Firor, of The Elder Scrolls, learned that what brings back those dabblers are big updates with lots of new stuff to do. So his team has started hyping big launches of new stories much the same way TV producers market new seasons for their shows.
"You just need to keep innovating and bring new type of experiences," said Kati Levoranta, CEO of Rovio, maker of the hit Angry Birds mobile game. The company's tweaks and new things to do haven't just enticed existing players back, she said, they've brought new ones in too.

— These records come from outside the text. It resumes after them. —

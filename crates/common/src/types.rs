use serde::{Deserialize, Serialize};

/// Declares a database-assigned integer identifier.
///
/// The product, cart and order services all key their rows by `SERIAL`
/// columns, so every identifier wraps an `i64` and serializes as a bare
/// number.
macro_rules! integer_id {
    ($(#[$meta:meta])* $name:ident) => {
        $(#[$meta])*
        #[derive(Debug, Clone, Copy, PartialEq, Eq, PartialOrd, Ord, Hash, Serialize, Deserialize)]
        #[serde(transparent)]
        pub struct $name(i64);

        impl $name {
            /// Wraps a raw identifier value.
            pub const fn new(id: i64) -> Self {
                Self(id)
            }

            /// Returns the raw identifier value.
            pub const fn as_i64(&self) -> i64 {
                self.0
            }
        }

        impl std::fmt::Display for $name {
            fn fmt(&self, f: &mut std::fmt::Formatter<'_>) -> std::fmt::Result {
                write!(f, "{}", self.0)
            }
        }

        impl std::str::FromStr for $name {
            type Err = std::num::ParseIntError;

            fn from_str(s: &str) -> Result<Self, Self::Err> {
                s.trim().parse::<i64>().map(Self)
            }
        }

        impl From<i64> for $name {
            fn from(id: i64) -> Self {
                Self(id)
            }
        }

        impl From<$name> for i64 {
            fn from(id: $name) -> Self {
                id.0
            }
        }
    };
}

integer_id!(
    /// Identifier of the customer placing orders.
    UserId
);

integer_id!(
    /// Identifier of a product in the catalog.
    ProductId
);

integer_id!(
    /// Identifier assigned by the order store when an order is committed.
    OrderId
);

As a result, the number of people who have played Angry Birds 2 every day has continued to increase, despite it being four years old.
"We know the world where we live today is quite fast-paced, and there are new things coming along all the time," she said. "So you need to keep yourself fresh and relevant."
Keeping them happy
Game makers said one key to making it all work is giving players a way to offer feedback and then responding with tweaks as they go.
"You learn over time, because you always have the community giving you feedback," said Yves Guillemot, CEO of Ubisoft, which makes The Division 2 post-apocalyptic paramilitary thriller and Tom Clancy's Rainbow Six Siege strategy game. "We can learn what they want and adapt content to what they need."
Rare's Duncan released the game's biggest changes in April, a year after its initial launch. The update included storylines called Tall Tales, which were developed with the help of dedicated players who tested the changes and gave feedback. The company also put out regular videos to the community to keep them apprised of how development was going, up to its launch.
"Sea of Thieves today wouldn't be the game it is without the journey we've been on in the last year," he said.